After finishing his studying, he worked in a variety of positions within Dnipropetrovsk (now known as Dnipro). He worked as a senior economist within the Dnipropetrovsk City Finance Department, as the deputy head of the state revenues department of the Dnipropetrovsk City Finance Department, and as a senior accountant expert and deputy head of the local-economy financing department of the Dnipropetrovsk Regional Executive Committee. With the turn of the 1980s, he became Head of the State Revenues Department of the Dnipropetrovsk Regional Executive Committee and then finally Head of the Finance Department and Head of the Financial Administration within Dnipropetrovsk. Afterwards, from 1992 to 1994, he served as Deputy Head of the Dnipropetrovsk Regional State Administration for finance and budget, and was simultaneously acting as head of the regional financial administration.

== Political career ==
In 1994, he was promoted to Deputy Head of the Dnipropetrovsk Regional Council of People's Deputies, alongside being the chief financial officer of the regional state administration. The following year, he became Acting Head of the Dnipropetrovsk state administration, and then in 1996 he was Head of the state administration. He transferred positions in 2001 to became the Ambassador of Ukraine to Lithuania.

On 11 January 2004 he was named as the new Minister of Economy under President Leonid Kuchma. He replaced Valeriy Khoroshkovskyi, who resigned on 3 January 2004. At the time, Khoroshkovskyi cited his resignation as being due to "obstacles to his ministry’s activities", specifically stating later that the finance ministry was preventing his ministry from drawing up long-term economic plans. Derkach's position as minister ended up being relatively short, due to Yulia Tymoshenko's first government being formed soon after on 4 February 2005, and Derkach was replaced by Serhiy Teryokhin.

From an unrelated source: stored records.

//! Graphviz rendering of the arena, for debugging the collector.

use dot_writer::{Attributes, DotWriter};
use maud::PreEscaped;

use super::{Ptr, Runtime, Tag};
use crate::dispatch;

/// Bytes of rendered text shown for each object.
const LABEL_WIDTH: usize = 32;

/// One top-level object in the arena.
struct Placed {
    start: usize,
    size: usize,
    tag: Tag,
    permanent: bool,
}

fn node_for(start: usize) -> String {
    format!("obj{start}")
}

/// The top-level object containing `offset`, if any.
fn containing(objects: &[Placed], offset: usize) -> Option<&Placed> {
    let idx = objects.partition_point(|o| o.start <= offset);
    let o = objects.get(idx.checked_sub(1)?)?;
    (offset < o.start + o.size).then_some(o)
}

fn label(rt: &Runtime, start: usize) -> String {
    let object = Ptr::new(rt, start);
    let mut buffer = [0u8; LABEL_WIDTH];
    match crate::render::render(&object, &mut buffer, true) {
        Ok(n) if n <= LABEL_WIDTH => String::from_utf8_lossy(&buffer[..n]).into_owned(),
        // The renderer only writes whole characters, so trim the zero fill.
        Ok(_) => {
            let text = String::from_utf8_lossy(&buffer);
            format!("{}…", text.trim_end_matches('\0'))
        }
        Err(e) => format!("<{e}>"),
    }
}

/// Render the arena (regions, objects, stack and safe pointers) as a Graphviz digraph.
pub fn render_arena(rt: &Runtime) -> Vec<u8> {
    let (objects, stack, pointers) = {
        let arena = rt.arena.borrow();
        let mut objects = Vec::new();
        let mut at = 0;
        while at < arena.temporaries {
            let size = dispatch::size(&arena.memory[at..arena.temporaries]);
            objects.push(Placed {
                start: at,
                size,
                tag: super::objects::tag_of(&arena.memory[at..]),
                permanent: at < arena.globals,
            });
            at += size;
        }
        let stack: Vec<usize> = (0..arena.depth()).map(|level| arena.slot(level)).collect();
        let pointers: Vec<(usize, usize)> = rt.roots.borrow().live().collect();
        (objects, stack, pointers)
    };
    let stats = rt.stats();

    let mut outbuf = Vec::new();
    {
        let mut writer = DotWriter::from(&mut outbuf);
        let mut graph = writer.digraph();

        for object in objects.iter() {
            let text = label(rt, object.start);
            let mut node = graph.node_named(node_for(object.start));
            node.set_shape(dot_writer::Shape::None);
            let color = if object.permanent { "lightblue" } else { "white" };
            let marker = dispatch::marker(object.tag).map(String::from).unwrap_or_default();
            node.set_html(&format!(
                "<{}>",
                maud::html!(
                    table bgcolor=(color) {
                        tr { td border="0" { (format!("{marker}{}@{}", object.tag, object.start)) } }
                        tr { td { (text) } }
                        tr { td border="0" { (format!("{} bytes, {}", object.size, dispatch::help(object.tag))) } }
                    }
                )
                .into_string()
            ));
        }

        let summary = maud::html!(
            table {
                tr { td { "globals" } td { (stats.globals) } }
                tr { td { "temporaries" } td { (stats.temporaries) } }
                tr { td { "scratch" } td { (stats.scratch) } }
                tr { td { "free" } td { (stats.free) } }
                tr { td { "collections" } td { (stats.collections) } }
            }
        );
        graph
            .node_named("arena")
            .set_shape(dot_writer::Shape::None)
            .set_html(&format!("<{}>", summary.into_string()));

        let rows = |prefix: &str, keys: Vec<usize>| -> PreEscaped<String> {
            maud::html! {
                @for (i, k) in keys.iter().enumerate() {
                    tr { td port=(format!("{prefix}{i}")) { (format!("{prefix} {k}")) } }
                }
            }
        };
        let levels: Vec<usize> = (1..=stack.len()).collect();
        let slots: Vec<usize> = pointers.iter().map(|(slot, _)| *slot).collect();
        let stack_id = {
            let mut node = graph.node_named("stack");
            node.set_shape(dot_writer::Shape::None);
            node.set_html(&format!(
                "<{}>",
                maud::html!(table { tr { td { b { "stack" } } } (rows("level", levels)) }).into_string()
            ));
            node.id()
        };
        let pointers_id = {
            let mut node = graph.node_named("pointers");
            node.set_shape(dot_writer::Shape::None);
            node.set_html(&format!(
                "<{}>",
                maud::html!(table { tr { td { b { "safe pointers" } } } (rows("slot", slots)) }).into_string()
            ));
            node.id()
        };

        for (i, offset) in stack.iter().enumerate() {
            if let Some(target) = containing(&objects, *offset) {
                graph.edge(stack_id.port(&format!("level{i}")), node_for(target.start));
            }
        }
        for (i, (_, offset)) in pointers.iter().enumerate() {
            if let Some(target) = containing(&objects, *offset) {
                let edge = graph.edge(pointers_id.port(&format!("slot{i}")), node_for(target.start));
                if *offset != target.start {
                    edge.attributes().set_label(&format!("+{}", offset - target.start));
                }
            }
        }
    }
    outbuf
}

Following his term as minister, he ran for the 2006 Ukrainian parliamentary election as part of the Lytvyn Bloc, a centrist bloc, which he was no. 3 on the party list for. He successfully won a seat in the Verkhovna Rada (the parliament). At the same time, he was the Chairman of the Dnipropetrovsk regional organization of the People's Party outside of parliament. During his time in parliament, he served on the committee for relations with Japan, Germany, and China, among others alongside the domestic committee for construction and urban planning. In one of his last votes for the rada, he voted in favour of the On the Principles of State Language Policy, which was aimed mainly at protecting the Russian language in Ukraine.